Kırşehir halkının bu bağlılığı bugün de aynı bilinçle, artarak devam etmektedir.
Türkiye Cumhuriyetine ve onun kurucu değerlerine bağlı olan siz değerli hemşerilerimizin bugün de aynı kararlılık ve bilinç içinde olduğunuzu görüyoruz.
Yeter ki bizler, milletimizin, ülkemizin içinden geçtiği bu zorlu ve sıkıntılı süreçte görev ve sorumluluklarımızın farkında olmaya, Ulu Önderimiz Atatürk’ün izinde yürümeye devam edelim.

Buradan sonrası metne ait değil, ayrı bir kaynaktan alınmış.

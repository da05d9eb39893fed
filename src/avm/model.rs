use serde::de::{self, Deserializer};
use serde::Deserialize;
use serde_json::{Map, Value};

use crate::error::{GenerationFailure, SynthError, SynthResult};
use crate::record::value_to_text;

/// Top-level sections every report must carry
pub const REQUIRED_SECTIONS: &[&str] = &[
    "report_info",
    "property",
    "valuation",
    "market_analysis",
    "neighborhood_info",
];

/// Sections the template knows how to lay out
pub const KNOWN_SECTIONS: &[&str] = &[
    "report_info",
    "property",
    "valuation",
    "comparables",
    "market_analysis",
    "neighborhood_info",
    "risk_factors",
    "disclaimers",
];

/// Any scalar the model may return (string, number, bool), kept as display text.
/// Arrays are joined with commas.
#[derive(Debug, Clone, Default, PartialEq)]
pub struct Text(pub String);

impl<'de> Deserialize<'de> for Text {
    fn deserialize<D: Deserializer<'de>>(deserializer: D) -> Result<Self, D::Error> {
        match Value::deserialize(deserializer)? {
            Value::Object(_) => Err(de::Error::custom("expected a text value, found an object")),
            Value::Array(items) => Ok(Text(items.iter().map(value_to_text).collect::<Vec<_>>().join(", "))),
            other => Ok(Text(value_to_text(&other))),
        }
    }
}

impl std::fmt::Display for Text {
    fn fmt(&self, f: &mut std::fmt::Formatter<'_>) -> std::fmt::Result {
        f.write_str(&self.0)
    }
}

/// Money or area figure; numeric strings like `"$452,000"` are accepted
#[derive(Debug, Clone, PartialEq)]
pub struct Amount {
    pub value: Option<f64>,
    pub raw: String,
}

impl Amount {
    pub fn parse(raw: &str) -> Self {
        let cleaned: String = raw
            .chars()
            .filter(|c| !matches!(c, '$' | ',' | ' '))
            .collect();
        Self {
            value: cleaned.parse::<f64>().ok().filter(|v| v.is_finite()),
            raw: raw.trim().to_string(),
        }
    }
}

impl<'de> Deserialize<'de> for Amount {
    fn deserialize<D: Deserializer<'de>>(deserializer: D) -> Result<Self, D::Error> {
        match Value::deserialize(deserializer)? {
            Value::Number(n) => Ok(Amount {
                value: n.as_f64(),
                raw: n.to_string(),
            }),
            Value::String(s) => Ok(Amount::parse(&s)),
            other => Err(de::Error::custom(format!("expected an amount, found {}", other))),
        }
    }
}

#[derive(Debug, Clone, Deserialize)]
pub struct ReportInfo {
    pub report_id: Text,
    pub report_date: Text,
    pub effective_date: Text,
    pub prepared_by: Text,
    pub client_name: Text,
    #[serde(default = "not_available")]
    pub appraiser_license: Text,
}

fn not_available() -> Text {
    Text("N/A".to_string())
}

#[derive(Debug, Clone, Deserialize)]
pub struct Property {
    pub address: Text,
    pub city: Text,
    pub state: Text,
    pub zip_code: Text,
    pub apn: Text,
    pub property_type: Text,
    pub year_built: Text,
    pub square_feet: Amount,
    pub lot_size: Amount,
    pub bedrooms: Text,
    pub bathrooms: Text,
    pub garage: Text,
    pub pool: Text,
    pub condition: Text,
    pub occupancy: Text,
}

#[derive(Debug, Clone, Deserialize)]
pub struct Valuation {
    pub estimated_value: Amount,
    pub value_range_low: Amount,
    pub value_range_high: Amount,
    pub confidence_score: Text,
    pub price_per_sqft: Amount,
    pub methodology: Text,
    pub data_sources: Text,
}

#[derive(Debug, Clone, Deserialize)]
pub struct Comparable {
    pub comp_number: Text,
    pub address: Text,
    pub sale_date: Text,
    pub sale_price: Amount,
    pub square_feet: Amount,
    pub bedrooms: Text,
    pub bathrooms: Text,
    pub distance: Text,
    pub adjusted_price: Amount,
}

#[derive(Debug, Clone, Deserialize)]
pub struct MarketAnalysis {
    pub median_price_per_sqft: Amount,
    pub days_on_market_avg: Text,
    pub price_trend_6m: Text,
    pub inventory_level: Text,
    pub market_conditions: Text,
    pub absorption_rate: Text,
}

#[derive(Debug, Clone, Deserialize)]
pub struct NeighborhoodInfo {
    pub school_district: Text,
    pub school_rating: Text,
    pub crime_rate: Text,
    pub walkability_score: Text,
    #[serde(default)]
    pub nearby_amenities: Vec<Text>,
}

#[derive(Debug, Clone, Deserialize)]
struct Sections {
    report_info: ReportInfo,
    property: Property,
    valuation: Valuation,
    market_analysis: MarketAnalysis,
    neighborhood_info: NeighborhoodInfo,
    #[serde(default)]
    comparables: Vec<Comparable>,
    #[serde(default)]
    risk_factors: Vec<Text>,
    #[serde(default)]
    disclaimers: Vec<Text>,
}

/// A validated AVM payload.
///
/// The typed sections drive the template; `raw` is the payload exactly as
/// received and is what gets written to JSON.
#[derive(Debug, Clone)]
pub struct AvmReport {
    pub raw: Map<String, Value>,
    pub report_info: ReportInfo,
    pub property: Property,
    pub valuation: Valuation,
    pub market_analysis: MarketAnalysis,
    pub neighborhood_info: NeighborhoodInfo,
    pub comparables: Vec<Comparable>,
    pub risk_factors: Vec<Text>,
    pub disclaimers: Vec<Text>,
}

impl AvmReport {
    pub fn from_json(raw: Map<String, Value>) -> SynthResult<Self> {
        let missing: Vec<&str> = REQUIRED_SECTIONS
            .iter()
            .copied()
            .filter(|section| !raw.get(*section).map(Value::is_object).unwrap_or(false))
            .collect();
        if !missing.is_empty() {
            return Err(SynthError::generation(
                GenerationFailure::MissingKeys,
                format!("AVM payload is missing sections: {}", missing.join(", ")),
            ));
        }

        let sections: Sections = serde_json::from_value(Value::Object(raw.clone())).map_err(|e| {
            SynthError::generation_with_source(GenerationFailure::Schema, "AVM payload does not match the report schema", e)
        })?;

        Ok(Self {
            raw,
            report_info: sections.report_info,
            property: sections.property,
            valuation: sections.valuation,
            market_analysis: sections.market_analysis,
            neighborhood_info: sections.neighborhood_info,
            comparables: sections.comparables,
            risk_factors: sections.risk_factors,
            disclaimers: sections.disclaimers,
        })
    }

    /// Top-level keys the template has no dedicated section for, in payload order
    pub fn extra_sections(&self) -> impl Iterator<Item = (&str, &Value)> {
        self.raw
            .iter()
            .filter(|(key, _)| !KNOWN_SECTIONS.contains(&key.as_str()))
            .map(|(key, value)| (key.as_str(), value))
    }

    pub fn address(&self) -> &str {
        &self.property.address.0
    }
}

Cumhuriyetimizin kurucusu, bağımsızlık mücadelemizin önderi Gazi Mustafa Kemal Atatürk'ün izinde yürümeye devam edip, Cumhuriyetimize sımsıkı bağlı olalım.
Atatürk vatanına adadığı ömrü boyunca; askeri, siyasi ve insani yönleriyle tüm dünyaya örnek bir devlet adamı olmuştur. Onun fikirleri, gelecek nesillere miras bıraktığı en kıymetli yol göstericidir.
Bu büyük milletin ve bu kutlu kentin bir ferdi olmakla ne kadar gurur duysak azdır.
Aziz vatanımızın selameti için canlarını ortaya koyan maddî ve manevî destek verenlere, cepheden cepheye atılan gazilerimize, canlarını seve seve vatan yolunda feda eden aziz şehitlerimize bir kez daha minnet ve şükranlarımızı sunmayı bir borç biliyoruz.
Bu duygu ve düşüncelerle Kırşehir’e gelişinin 100. yıldönümünde Atatürk ve silah arkadaşlarını rahmetle anıyor, Cumhuriyeti kuran bütün kahramanlarımıza şükranlarımı sunuyor, bu önemli günün başta Kırşehirliler olmak üzere bütün halkımıza kutlu olmasını diliyorum.
Yazımı Büyük Önderimiz Atatürk’ün şu veciz sözüyle noktalayalım:
“Şayet bir gün çaresiz kalırsanız, bir kurtarıcı beklemeyin. Kurtarıcı kendiniz olun.”